== Segment start ==

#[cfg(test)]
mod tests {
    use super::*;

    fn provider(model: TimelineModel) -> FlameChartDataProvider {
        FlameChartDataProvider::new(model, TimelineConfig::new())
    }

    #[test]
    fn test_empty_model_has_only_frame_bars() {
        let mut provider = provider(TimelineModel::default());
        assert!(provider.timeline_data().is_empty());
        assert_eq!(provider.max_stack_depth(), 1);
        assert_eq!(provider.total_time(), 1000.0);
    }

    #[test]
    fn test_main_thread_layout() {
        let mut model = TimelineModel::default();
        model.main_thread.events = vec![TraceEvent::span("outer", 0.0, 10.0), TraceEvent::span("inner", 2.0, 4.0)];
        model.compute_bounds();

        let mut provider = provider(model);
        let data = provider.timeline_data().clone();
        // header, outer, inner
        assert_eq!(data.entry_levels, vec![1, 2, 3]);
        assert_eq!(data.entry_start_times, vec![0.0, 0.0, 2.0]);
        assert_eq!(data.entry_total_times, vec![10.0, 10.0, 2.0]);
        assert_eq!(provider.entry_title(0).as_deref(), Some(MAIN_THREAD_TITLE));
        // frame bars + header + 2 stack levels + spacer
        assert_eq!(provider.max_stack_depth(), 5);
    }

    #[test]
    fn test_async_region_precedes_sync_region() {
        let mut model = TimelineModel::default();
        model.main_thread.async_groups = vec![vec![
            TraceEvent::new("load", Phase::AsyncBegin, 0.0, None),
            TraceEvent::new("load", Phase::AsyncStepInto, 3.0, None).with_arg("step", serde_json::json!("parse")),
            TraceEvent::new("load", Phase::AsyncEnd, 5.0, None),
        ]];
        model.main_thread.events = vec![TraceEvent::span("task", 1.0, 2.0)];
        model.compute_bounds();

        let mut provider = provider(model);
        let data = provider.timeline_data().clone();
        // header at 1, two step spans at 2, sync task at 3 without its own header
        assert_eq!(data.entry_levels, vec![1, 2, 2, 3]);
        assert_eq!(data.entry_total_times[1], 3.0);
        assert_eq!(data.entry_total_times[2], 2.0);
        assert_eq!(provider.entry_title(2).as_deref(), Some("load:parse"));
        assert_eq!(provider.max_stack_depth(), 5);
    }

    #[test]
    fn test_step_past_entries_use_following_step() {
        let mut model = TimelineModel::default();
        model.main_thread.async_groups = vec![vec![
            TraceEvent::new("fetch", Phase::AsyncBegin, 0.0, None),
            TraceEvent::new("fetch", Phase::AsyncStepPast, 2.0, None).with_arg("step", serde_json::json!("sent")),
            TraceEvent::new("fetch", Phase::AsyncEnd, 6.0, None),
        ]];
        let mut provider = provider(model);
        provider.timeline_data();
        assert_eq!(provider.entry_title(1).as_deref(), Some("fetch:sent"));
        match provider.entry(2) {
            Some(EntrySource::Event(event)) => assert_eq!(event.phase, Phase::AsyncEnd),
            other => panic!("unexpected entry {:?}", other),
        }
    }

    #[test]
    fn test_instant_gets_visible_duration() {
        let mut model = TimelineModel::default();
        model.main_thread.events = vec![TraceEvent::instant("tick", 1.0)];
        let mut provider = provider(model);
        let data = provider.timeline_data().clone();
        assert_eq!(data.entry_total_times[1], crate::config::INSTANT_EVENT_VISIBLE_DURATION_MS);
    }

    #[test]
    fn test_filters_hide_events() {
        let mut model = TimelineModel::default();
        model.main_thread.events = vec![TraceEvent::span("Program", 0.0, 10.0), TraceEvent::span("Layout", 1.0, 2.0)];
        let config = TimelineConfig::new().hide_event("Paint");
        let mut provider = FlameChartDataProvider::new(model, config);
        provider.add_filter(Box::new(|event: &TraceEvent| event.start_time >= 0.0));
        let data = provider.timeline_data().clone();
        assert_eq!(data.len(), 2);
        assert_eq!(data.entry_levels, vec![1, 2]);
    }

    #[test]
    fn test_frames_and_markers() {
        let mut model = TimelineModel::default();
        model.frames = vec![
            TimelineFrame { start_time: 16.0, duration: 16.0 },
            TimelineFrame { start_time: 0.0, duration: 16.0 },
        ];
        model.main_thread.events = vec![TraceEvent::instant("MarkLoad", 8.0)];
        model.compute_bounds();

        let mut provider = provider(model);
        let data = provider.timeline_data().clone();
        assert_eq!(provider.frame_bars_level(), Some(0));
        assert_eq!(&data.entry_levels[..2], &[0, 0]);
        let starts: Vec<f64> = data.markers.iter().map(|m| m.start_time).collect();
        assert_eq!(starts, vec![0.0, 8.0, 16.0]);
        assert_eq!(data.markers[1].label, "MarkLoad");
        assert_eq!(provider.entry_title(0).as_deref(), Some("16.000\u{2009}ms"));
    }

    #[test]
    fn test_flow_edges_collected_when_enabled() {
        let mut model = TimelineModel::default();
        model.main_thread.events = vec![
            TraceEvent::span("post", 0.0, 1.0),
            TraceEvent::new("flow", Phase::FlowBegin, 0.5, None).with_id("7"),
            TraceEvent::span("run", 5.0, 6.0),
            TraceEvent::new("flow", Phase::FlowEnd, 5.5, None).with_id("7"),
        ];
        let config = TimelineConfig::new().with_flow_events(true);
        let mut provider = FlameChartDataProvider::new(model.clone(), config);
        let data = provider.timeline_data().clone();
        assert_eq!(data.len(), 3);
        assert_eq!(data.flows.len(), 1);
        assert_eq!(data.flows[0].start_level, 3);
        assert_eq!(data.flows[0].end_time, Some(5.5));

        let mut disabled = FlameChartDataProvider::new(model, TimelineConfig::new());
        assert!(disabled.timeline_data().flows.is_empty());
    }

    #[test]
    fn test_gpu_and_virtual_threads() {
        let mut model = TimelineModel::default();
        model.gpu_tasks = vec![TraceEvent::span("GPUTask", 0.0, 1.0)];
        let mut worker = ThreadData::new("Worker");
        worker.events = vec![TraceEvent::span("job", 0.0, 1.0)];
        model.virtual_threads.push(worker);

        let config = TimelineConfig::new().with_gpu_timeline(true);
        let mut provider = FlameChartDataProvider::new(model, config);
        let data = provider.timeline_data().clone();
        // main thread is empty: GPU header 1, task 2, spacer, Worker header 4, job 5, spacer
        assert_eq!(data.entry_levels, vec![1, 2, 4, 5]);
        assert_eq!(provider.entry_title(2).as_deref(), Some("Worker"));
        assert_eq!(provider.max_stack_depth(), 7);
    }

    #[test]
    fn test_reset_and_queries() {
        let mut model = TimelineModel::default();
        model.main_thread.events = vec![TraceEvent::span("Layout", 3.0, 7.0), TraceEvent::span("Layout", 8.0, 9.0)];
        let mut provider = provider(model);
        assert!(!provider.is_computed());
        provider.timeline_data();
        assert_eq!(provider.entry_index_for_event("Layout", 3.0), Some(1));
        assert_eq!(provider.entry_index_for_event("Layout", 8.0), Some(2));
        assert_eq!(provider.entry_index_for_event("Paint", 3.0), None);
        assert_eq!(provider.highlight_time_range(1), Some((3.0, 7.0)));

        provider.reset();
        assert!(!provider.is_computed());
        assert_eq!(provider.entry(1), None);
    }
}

== Segment end ==
== Segment start ==

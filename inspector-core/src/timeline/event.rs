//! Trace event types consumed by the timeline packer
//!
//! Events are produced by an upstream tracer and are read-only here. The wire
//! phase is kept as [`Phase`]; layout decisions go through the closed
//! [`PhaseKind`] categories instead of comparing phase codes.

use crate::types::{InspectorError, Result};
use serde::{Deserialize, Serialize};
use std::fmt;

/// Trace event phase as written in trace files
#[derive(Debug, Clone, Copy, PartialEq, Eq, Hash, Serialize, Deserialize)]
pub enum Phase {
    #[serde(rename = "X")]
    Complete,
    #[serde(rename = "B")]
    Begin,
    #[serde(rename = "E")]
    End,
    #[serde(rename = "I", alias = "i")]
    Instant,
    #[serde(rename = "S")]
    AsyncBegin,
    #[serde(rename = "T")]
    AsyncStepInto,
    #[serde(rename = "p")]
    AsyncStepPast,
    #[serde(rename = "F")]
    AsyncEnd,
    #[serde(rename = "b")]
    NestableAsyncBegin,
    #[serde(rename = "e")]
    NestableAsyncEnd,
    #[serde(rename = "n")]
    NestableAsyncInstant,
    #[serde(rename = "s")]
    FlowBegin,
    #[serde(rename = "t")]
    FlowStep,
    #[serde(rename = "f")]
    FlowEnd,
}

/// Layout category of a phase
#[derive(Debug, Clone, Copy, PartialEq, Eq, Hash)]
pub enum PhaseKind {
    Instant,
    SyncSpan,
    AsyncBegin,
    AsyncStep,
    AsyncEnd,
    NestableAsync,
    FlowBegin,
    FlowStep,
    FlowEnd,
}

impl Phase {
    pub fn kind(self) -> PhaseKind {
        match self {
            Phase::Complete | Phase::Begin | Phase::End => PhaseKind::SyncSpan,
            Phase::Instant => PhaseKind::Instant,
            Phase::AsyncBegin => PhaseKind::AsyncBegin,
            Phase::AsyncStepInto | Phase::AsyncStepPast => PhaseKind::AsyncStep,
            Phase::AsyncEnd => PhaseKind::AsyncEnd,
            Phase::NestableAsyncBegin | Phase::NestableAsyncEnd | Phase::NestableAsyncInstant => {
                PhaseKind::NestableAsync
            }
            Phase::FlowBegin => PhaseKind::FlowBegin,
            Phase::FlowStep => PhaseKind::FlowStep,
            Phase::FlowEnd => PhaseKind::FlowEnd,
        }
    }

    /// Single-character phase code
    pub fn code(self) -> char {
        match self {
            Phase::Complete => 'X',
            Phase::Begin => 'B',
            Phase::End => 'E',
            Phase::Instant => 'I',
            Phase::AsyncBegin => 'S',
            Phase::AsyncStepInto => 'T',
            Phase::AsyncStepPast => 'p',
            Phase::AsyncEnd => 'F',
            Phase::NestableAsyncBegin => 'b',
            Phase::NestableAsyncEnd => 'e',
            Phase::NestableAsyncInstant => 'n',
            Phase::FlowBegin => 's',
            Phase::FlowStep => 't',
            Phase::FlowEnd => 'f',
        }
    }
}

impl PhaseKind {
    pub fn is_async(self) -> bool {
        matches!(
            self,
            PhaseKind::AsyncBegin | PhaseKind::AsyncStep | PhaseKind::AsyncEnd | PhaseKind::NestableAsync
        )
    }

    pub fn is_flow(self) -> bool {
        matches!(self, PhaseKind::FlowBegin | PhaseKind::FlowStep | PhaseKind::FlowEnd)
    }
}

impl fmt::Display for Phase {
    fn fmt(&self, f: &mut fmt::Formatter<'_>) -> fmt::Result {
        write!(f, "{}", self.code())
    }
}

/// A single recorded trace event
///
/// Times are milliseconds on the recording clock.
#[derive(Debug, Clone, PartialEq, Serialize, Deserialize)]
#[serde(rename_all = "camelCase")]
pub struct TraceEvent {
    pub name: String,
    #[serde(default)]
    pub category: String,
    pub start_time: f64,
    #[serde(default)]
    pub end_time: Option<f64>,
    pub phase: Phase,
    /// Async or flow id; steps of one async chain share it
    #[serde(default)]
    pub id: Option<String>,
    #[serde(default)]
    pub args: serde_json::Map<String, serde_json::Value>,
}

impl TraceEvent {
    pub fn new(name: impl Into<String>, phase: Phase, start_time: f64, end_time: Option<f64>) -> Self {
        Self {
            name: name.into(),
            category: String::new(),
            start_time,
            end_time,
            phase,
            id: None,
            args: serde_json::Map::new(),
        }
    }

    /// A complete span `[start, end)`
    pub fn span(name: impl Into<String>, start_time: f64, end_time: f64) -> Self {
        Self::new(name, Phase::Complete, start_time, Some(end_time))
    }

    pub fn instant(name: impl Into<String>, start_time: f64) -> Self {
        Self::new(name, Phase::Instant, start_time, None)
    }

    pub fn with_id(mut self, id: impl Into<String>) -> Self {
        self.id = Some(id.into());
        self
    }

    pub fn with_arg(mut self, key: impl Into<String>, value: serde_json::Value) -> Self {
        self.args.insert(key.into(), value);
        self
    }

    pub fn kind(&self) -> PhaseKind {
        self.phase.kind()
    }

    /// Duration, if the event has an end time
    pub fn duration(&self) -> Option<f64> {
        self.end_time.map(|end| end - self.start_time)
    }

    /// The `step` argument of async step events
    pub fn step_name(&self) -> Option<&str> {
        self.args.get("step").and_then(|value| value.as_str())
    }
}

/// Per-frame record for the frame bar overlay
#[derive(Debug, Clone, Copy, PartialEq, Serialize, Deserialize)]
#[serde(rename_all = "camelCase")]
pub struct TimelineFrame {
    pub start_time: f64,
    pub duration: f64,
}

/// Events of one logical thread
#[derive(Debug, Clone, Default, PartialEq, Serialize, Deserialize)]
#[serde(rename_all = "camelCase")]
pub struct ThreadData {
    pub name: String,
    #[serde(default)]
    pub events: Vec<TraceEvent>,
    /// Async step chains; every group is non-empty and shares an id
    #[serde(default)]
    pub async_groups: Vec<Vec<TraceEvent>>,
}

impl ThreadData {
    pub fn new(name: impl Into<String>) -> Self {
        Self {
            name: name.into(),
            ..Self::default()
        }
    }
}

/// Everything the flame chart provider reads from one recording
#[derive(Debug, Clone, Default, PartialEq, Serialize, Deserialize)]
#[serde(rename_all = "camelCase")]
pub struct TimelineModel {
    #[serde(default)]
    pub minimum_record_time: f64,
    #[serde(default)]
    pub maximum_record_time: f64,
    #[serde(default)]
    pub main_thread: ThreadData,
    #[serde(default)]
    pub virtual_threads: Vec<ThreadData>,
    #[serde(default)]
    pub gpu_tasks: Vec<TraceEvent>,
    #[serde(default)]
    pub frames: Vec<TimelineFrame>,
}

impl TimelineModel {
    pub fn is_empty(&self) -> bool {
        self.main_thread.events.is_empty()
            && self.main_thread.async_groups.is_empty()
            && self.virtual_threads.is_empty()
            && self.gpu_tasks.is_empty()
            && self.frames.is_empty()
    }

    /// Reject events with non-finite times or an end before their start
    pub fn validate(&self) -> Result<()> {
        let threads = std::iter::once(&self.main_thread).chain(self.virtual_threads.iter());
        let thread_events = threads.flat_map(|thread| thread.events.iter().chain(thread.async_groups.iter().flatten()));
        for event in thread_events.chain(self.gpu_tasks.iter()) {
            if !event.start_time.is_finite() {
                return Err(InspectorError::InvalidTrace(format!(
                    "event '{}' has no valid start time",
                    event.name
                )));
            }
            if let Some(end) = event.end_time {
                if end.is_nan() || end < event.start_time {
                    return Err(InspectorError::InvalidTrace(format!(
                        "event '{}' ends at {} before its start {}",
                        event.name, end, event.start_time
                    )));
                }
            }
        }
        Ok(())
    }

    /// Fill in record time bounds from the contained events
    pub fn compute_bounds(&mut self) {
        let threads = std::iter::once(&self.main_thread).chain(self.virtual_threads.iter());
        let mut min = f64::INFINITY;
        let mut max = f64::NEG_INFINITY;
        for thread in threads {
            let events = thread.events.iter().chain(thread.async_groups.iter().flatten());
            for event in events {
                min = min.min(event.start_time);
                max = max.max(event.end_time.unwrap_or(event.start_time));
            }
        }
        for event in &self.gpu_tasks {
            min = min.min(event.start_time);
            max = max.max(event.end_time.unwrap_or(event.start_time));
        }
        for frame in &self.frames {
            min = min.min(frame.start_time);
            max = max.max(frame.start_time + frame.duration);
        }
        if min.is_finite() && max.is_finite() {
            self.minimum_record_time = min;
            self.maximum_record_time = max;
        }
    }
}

== Segment end ==
== Segment start ==

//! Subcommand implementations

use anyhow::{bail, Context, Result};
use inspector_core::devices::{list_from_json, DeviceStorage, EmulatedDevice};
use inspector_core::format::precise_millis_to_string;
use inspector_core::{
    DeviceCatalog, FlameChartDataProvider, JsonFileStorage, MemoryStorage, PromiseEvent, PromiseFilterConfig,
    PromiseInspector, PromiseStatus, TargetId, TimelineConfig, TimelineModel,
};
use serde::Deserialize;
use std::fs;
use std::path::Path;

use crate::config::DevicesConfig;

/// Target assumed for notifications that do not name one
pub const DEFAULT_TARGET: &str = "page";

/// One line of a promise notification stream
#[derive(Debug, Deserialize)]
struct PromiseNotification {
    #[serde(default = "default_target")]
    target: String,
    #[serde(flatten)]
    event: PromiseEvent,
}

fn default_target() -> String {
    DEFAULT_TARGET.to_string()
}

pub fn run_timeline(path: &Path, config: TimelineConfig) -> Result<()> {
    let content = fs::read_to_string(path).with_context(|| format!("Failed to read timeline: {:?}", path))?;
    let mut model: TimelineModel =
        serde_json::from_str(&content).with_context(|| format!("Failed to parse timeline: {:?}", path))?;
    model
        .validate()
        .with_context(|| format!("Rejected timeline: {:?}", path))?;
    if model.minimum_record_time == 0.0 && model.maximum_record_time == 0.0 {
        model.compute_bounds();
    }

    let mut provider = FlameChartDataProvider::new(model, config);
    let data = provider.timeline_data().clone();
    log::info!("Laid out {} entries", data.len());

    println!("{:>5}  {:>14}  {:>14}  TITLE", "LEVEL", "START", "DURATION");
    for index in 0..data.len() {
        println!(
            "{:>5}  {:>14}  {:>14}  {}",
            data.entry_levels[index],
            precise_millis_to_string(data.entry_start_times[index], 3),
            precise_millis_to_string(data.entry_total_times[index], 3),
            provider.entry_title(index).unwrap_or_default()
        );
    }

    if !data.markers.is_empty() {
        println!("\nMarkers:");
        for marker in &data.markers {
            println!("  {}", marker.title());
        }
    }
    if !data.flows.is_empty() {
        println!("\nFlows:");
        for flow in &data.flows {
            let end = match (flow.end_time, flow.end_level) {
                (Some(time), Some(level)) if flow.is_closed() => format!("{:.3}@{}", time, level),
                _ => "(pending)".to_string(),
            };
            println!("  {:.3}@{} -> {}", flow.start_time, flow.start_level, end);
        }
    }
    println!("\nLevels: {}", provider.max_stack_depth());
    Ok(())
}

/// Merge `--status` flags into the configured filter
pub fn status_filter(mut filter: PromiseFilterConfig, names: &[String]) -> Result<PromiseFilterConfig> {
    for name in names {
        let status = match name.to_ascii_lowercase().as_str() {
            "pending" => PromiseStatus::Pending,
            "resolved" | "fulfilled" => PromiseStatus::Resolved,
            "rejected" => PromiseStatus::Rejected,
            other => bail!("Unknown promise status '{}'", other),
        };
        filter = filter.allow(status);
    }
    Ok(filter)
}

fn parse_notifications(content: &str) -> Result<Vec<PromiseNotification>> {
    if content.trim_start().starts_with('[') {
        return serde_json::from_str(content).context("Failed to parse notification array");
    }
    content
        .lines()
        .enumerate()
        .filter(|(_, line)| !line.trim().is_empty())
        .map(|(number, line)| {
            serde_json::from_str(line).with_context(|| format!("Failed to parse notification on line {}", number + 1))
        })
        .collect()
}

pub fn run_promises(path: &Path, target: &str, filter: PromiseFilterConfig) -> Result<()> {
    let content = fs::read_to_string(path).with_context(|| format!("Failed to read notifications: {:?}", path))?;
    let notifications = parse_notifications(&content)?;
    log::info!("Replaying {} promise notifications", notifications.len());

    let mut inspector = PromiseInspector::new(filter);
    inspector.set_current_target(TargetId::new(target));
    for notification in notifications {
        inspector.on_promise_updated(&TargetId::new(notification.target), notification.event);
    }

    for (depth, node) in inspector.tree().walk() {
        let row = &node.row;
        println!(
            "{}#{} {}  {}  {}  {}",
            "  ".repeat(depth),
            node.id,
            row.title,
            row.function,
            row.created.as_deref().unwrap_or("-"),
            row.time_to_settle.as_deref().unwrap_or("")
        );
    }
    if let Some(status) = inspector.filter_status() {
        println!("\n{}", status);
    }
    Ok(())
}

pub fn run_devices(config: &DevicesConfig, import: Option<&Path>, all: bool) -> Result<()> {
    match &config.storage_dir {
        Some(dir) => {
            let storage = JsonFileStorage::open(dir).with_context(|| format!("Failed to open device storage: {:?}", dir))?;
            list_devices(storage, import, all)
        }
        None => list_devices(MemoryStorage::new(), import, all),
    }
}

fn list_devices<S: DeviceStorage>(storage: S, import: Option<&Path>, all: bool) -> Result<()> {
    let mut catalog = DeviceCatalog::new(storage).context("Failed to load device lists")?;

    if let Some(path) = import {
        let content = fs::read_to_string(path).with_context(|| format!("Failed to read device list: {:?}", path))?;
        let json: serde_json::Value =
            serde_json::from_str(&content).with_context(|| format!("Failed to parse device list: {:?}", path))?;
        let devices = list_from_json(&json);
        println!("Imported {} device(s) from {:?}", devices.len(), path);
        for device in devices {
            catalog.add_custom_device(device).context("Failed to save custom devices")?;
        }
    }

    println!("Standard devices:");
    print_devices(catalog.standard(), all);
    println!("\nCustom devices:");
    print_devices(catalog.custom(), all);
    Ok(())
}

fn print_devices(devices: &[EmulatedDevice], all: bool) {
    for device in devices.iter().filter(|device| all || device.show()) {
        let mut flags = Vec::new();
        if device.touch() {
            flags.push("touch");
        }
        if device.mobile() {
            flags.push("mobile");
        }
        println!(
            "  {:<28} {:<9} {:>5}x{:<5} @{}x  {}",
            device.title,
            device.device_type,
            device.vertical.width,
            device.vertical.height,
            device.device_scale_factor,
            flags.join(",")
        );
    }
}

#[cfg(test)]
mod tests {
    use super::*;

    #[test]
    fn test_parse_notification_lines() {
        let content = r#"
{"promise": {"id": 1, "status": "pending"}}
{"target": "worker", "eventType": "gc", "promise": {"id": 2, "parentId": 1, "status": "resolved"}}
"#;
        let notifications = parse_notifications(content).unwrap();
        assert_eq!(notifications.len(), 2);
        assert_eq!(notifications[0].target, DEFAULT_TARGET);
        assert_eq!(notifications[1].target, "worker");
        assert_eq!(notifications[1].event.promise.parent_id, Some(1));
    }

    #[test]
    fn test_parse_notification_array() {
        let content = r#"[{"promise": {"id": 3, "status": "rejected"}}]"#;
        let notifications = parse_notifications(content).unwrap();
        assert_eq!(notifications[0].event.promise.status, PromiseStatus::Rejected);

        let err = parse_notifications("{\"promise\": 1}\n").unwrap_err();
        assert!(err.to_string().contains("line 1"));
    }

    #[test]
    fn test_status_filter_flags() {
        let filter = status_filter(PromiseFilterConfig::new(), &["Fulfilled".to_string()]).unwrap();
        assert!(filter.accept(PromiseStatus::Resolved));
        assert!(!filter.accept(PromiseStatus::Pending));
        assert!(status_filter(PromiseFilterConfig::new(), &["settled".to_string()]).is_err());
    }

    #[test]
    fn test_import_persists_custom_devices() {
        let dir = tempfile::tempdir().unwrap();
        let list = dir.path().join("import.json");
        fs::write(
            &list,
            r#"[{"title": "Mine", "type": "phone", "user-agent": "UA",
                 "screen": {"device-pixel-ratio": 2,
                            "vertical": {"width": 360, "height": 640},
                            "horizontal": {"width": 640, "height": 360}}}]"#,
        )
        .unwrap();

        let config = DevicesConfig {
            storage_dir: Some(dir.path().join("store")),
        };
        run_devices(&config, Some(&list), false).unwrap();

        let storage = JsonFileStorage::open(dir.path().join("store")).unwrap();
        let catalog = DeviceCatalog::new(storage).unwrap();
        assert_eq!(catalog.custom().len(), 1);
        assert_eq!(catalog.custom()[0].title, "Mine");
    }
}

== Segment end ==

Taking the line with "pub fn span(name: impl" as the first and the line with "frame bar overlay" as the last, retype that stretch of the data above exactly, with no other lines.

    pub fn span(name: impl Into<String>, start_time: f64, end_time: f64) -> Self {
        Self::new(name, Phase::Complete, start_time, Some(end_time))
    }

    pub fn instant(name: impl Into<String>, start_time: f64) -> Self {
        Self::new(name, Phase::Instant, start_time, None)
    }

    pub fn with_id(mut self, id: impl Into<String>) -> Self {
        self.id = Some(id.into());
        self
    }

    pub fn with_arg(mut self, key: impl Into<String>, value: serde_json::Value) -> Self {
        self.args.insert(key.into(), value);
        self
    }

    pub fn kind(&self) -> PhaseKind {
        self.phase.kind()
    }

    /// Duration, if the event has an end time
    pub fn duration(&self) -> Option<f64> {
        self.end_time.map(|end| end - self.start_time)
    }

    /// The `step` argument of async step events
    pub fn step_name(&self) -> Option<&str> {
        self.args.get("step").and_then(|value| value.as_str())
    }
}

/// Per-frame record for the frame bar overlay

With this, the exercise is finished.